After his MVP performance in France Rowe signed for Basket Livorno, a team of the Italian Serie A. He played 25 games (34.2 minutes per game), and posted averages of 15 points, 2.6 rebounds and 3.9 assists (which ranked 4th in Serie A behind Michael-Hakim Jordan, Terrell McIntyre and Randolph Childress). After his season in Livorno Rowe went back to France, and signed for JDA Dijon, where he was preferred to Lee Humphrey. After 6 games for Dijon Rowe left the team and signed for P.A.O.K., a team of the Greek Basket League. In the 2007–08 season Rowe appeared in 12 games, averaging 9.6 points and 3.8 assists. He then spent two seasons with Dinamo Sassari of LegaDue, the second level of Italian basketball. In his first season he averaged 19.2 points and 4.9 assists, while in the following season his averages decreased to 17.7 points and 4.3 assists. In 2010 his team earned the promotion in Serie A, and Rowe was also named MVP of the LegaDue Italian Cup.

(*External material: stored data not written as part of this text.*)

//! Dispatch-rule tests over decoded groups (controller-level; the
//! end-to-end grouping scenarios live in `score`).

use scsim_core::core::arch::RegisterFile;
use scsim_core::core::decode::{decode, OpType};
use scsim_core::core::dispatch::{DenyReason, DispatchController};

use crate::common::encode;

fn regfile() -> RegisterFile {
    RegisterFile::new(32, 16, 8, true, 1)
}

#[test]
fn in_order_rule_first_deny_would_stop_the_cycle() {
    let ctrl = DispatchController::new();
    let mut rf = regfile();
    rf.set_busy(3);
    // Candidate 0 hazards on x3; the core stops there even though
    // candidate 1 would be clean.
    let blocked = decode(0, encode::add(4, 3, 1));
    let clean = decode(4, encode::add(5, 1, 2));
    assert_eq!(ctrl.check(&blocked, 0, &rf), Some(DenyReason::RawHazard));
    assert_eq!(ctrl.check(&clean, 1, &rf), None);
}

#[test]
fn waw_on_busy_destination_is_not_checked_only_sources() {
    // The scoreboard rule is RAW: a busy *destination* alone does not deny.
    let ctrl = DispatchController::new();
    let mut rf = regfile();
    rf.set_busy(5);
    let inst = decode(0, encode::add(5, 1, 2));
    assert_eq!(ctrl.check(&inst, 0, &rf), None);
}

#[test]
fn mlu_dvu_lsu_each_once_per_cycle() {
    let mut ctrl = DispatchController::new();
    let rf = regfile();
    for (word, op_type) in [
        (encode::mul(1, 2, 3), OpType::Mlu),
        (encode::div(4, 5, 6), OpType::Dvu),
        (encode::lw(7, 8, 0), OpType::Lsu),
    ] {
        let inst = decode(0, word);
        assert_eq!(ctrl.check(&inst, 0, &rf), None);
        ctrl.mark_dispatched(op_type);
        assert_eq!(ctrl.check(&inst, 1, &rf), Some(DenyReason::UnitBusy));
    }
    // A new cycle clears all three.
    ctrl.begin_cycle();
    for word in [encode::mul(1, 2, 3), encode::div(4, 5, 6), encode::lw(7, 8, 0)] {
        assert_eq!(ctrl.check(&decode(0, word), 0, &rf), None);
    }
}

#[test]
fn special_classes_slot_zero_only() {
    let ctrl = DispatchController::new();
    let rf = regfile();
    for word in [encode::ecall(), encode::mret(), encode::fence()] {
        let inst = decode(0, word);
        assert_eq!(ctrl.check(&inst, 0, &rf), None);
        assert_eq!(ctrl.check(&inst, 1, &rf), Some(DenyReason::SpecialSlot));
    }
}

#[test]
fn branches_are_not_slot_restricted() {
    let ctrl = DispatchController::new();
    let rf = regfile();
    let inst = decode(0, encode::beq(1, 2, 8));
    assert_eq!(ctrl.check(&inst, 1, &rf), None);
}
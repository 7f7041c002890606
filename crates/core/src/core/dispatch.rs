//! Dispatch controller: hazard detection and resource tracking.
//!
//! Each cycle the dispatch stage offers the controller the instructions at
//! the front of the fetch buffer, one per lane, in order. The controller
//! applies the dispatch rules:
//! 1. CSR/FENCE instructions dispatch from slot 0 only.
//! 2. A busy source register (RAW hazard against the scoreboard) denies.
//! 3. The MLU, DVU, and LSU each accept at most one dispatch per cycle.
//!
//! The first denial ends the cycle — later candidates never skip ahead — and
//! a dispatched control-flow instruction ends the cycle too. On allow the
//! controller reads the operands and builds the unit command packet; the
//! core writes the port, marks the scoreboard, and consumes the fetch-buffer
//! entry.

use crate::common::Cycle;
use crate::fabric::packet::{Packet, Payload};

use super::arch::RegisterFile;
use super::decode::{DecodedInst, OpType, UnitOp};
use super::units::mlu;

/// Why a candidate was denied this cycle.
#[derive(Debug, Clone, Copy, PartialEq, Eq)]
pub enum DenyReason {
    /// CSR/FENCE offered to a lane other than 0.
    SpecialSlot,
    /// A source register is marked busy in the scoreboard.
    RawHazard,
    /// The target unit already accepted a dispatch this cycle.
    UnitBusy,
    /// The target unit's input port still holds the previous command.
    PortBusy,
    /// The instruction decoded as invalid.
    Invalid,
}

/// Per-cycle dispatch state.
#[derive(Debug, Default)]
pub struct DispatchController {
    mlu_used: bool,
    dvu_used: bool,
    lsu_used: bool,
    next_request_id: u32,
}

impl DispatchController {
    /// Creates a controller with all per-cycle flags clear.
    pub fn new() -> Self {
        Self::default()
    }

    /// Clears the per-cycle resource flags. Called at the top of each
    /// dispatch cycle.
    pub fn begin_cycle(&mut self) {
        self.mlu_used = false;
        self.dvu_used = false;
        self.lsu_used = false;
    }

    /// Applies the dispatch rules to one candidate.
    ///
    /// Returns `None` on allow, or the first failing rule. The input-port
    /// check is the core's (it owns the ports) and layers on top of this.
    pub fn check(
        &self,
        inst: &DecodedInst,
        lane: usize,
        regfile: &RegisterFile,
    ) -> Option<DenyReason> {
        if inst.op_type == OpType::Invalid {
            return Some(DenyReason::Invalid);
        }
        if lane > 0 && matches!(inst.op_type, OpType::Csr | OpType::Fence) {
            return Some(DenyReason::SpecialSlot);
        }
        let rs1 = inst.effective_rs1();
        if rs1 != 0 && regfile.is_busy(rs1 as usize) {
            return Some(DenyReason::RawHazard);
        }
        let rs2 = inst.effective_rs2();
        if rs2 != 0 && regfile.is_busy(rs2 as usize) {
            return Some(DenyReason::RawHazard);
        }
        let unit_taken = match inst.op_type {
            OpType::Mlu => self.mlu_used,
            OpType::Dvu => self.dvu_used,
            OpType::Lsu => self.lsu_used,
            _ => false,
        };
        if unit_taken {
            return Some(DenyReason::UnitBusy);
        }
        None
    }

    /// Records that the instruction's unit accepted a dispatch this cycle.
    pub fn mark_dispatched(&mut self, op_type: OpType) {
        match op_type {
            OpType::Mlu => self.mlu_used = true,
            OpType::Dvu => self.dvu_used = true,
            OpType::Lsu => self.lsu_used = true,
            _ => {}
        }
    }

    /// Reads the operands and builds the unit command packet.
    ///
    /// The register reads here are the modeled read-port traffic. The MLU
    /// product is widened with the operation's signedness; the LSU address
    /// is `rs1 + imm` in word units, and the request id is a running
    /// sequence number.
    pub fn build_command(
        &mut self,
        inst: &DecodedInst,
        regfile: &mut RegisterFile,
        now: Cycle,
    ) -> Packet {
        let payload = match inst.op {
            UnitOp::Alu(op) => {
                let a = regfile.read(inst.rs1 as usize);
                let b = if inst.uses_imm {
                    inst.imm as u32
                } else {
                    regfile.read(inst.rs2 as usize)
                };
                Payload::AluCmd {
                    a,
                    b,
                    op,
                    rd: inst.rd,
                }
            }
            UnitOp::Bru(op) => Payload::BruCmd {
                pc: inst.addr,
                pc_next: inst.addr.wrapping_add(4),
                op,
                rs1: regfile.read(inst.effective_rs1() as usize),
                rs2: regfile.read(inst.effective_rs2() as usize),
                rd: inst.effective_rd(),
            },
            UnitOp::Mlu(op) => {
                let a = regfile.read(inst.rs1 as usize);
                let b = regfile.read(inst.rs2 as usize);
                Payload::MluCmd {
                    rd: inst.rd,
                    op,
                    product: mlu::widen_product(a, b, op),
                }
            }
            UnitOp::Dvu(op) => Payload::DvuCmd {
                rd: inst.rd,
                op,
                dividend: regfile.read(inst.rs1 as usize),
                divisor: regfile.read(inst.rs2 as usize),
            },
            UnitOp::Lsu(op) => {
                let base = regfile.read(inst.rs1 as usize);
                let data = if op.is_store() {
                    regfile.read(inst.rs2 as usize)
                } else {
                    0
                };
                let request_id = self.next_request_id;
                self.next_request_id = self.next_request_id.wrapping_add(1);
                Payload::MemRequest {
                    op,
                    address: base.wrapping_add(inst.imm as u32),
                    data,
                    request_id,
                    rd: if op.is_store() { 0 } else { inst.rd },
                }
            }
            // Invalid instructions never pass `check`; nothing to build.
            UnitOp::None => Payload::Value(0),
        };
        Packet::new(payload, now)
    }

    /// Returns to the post-construction state.
    pub fn reset(&mut self) {
        self.begin_cycle();
        self.next_request_id = 0;
    }
}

In 2010 he left Italy for Turkey and joined Tofaş S.K. of Bursa, in the Turkish Basketball League. He played 30 games with the team, and averaged 13.2 points, 3 rebounds and 4.6 assists per game. He then went back to Italy and played for Veroli Basket in LegaDue; he left the team in December and was replaced by B. J. Elder. In February 2012 he signed for BC Odesa of the Ukrainian Basketball SuperLeague, and played 12 games with the team during the 2011–12 season (12.4 points, 5.1 assists). He joined Greek team KAOD in January 2013 and appeared in 12 games before leaving the team. In 2013 he was signed by Liga ACB side CB Valladolid, and he played 18 games in the 2013–14 ACB season, with averages of 8.4 points, 2.1 rebounds and 3.6 assists. He was named ACB Player of the Week on week 7. After a brief stint at AS Salé of Morocco, Rowe retired after the 2014–15 season, spent in the Nationale Masculine 1 (third level of French basketball) with UB Chartres Métropole.

==Coaching career==

Rowe has been head coach at Bishop Timon – St. Jude High School since July 2017. They reached the CHSAA Championship Game in March 2023, losing to Monsignor Farrell High School. In March 2024 they again played in the CHSAA Championship Game, losing to Chaminade High School.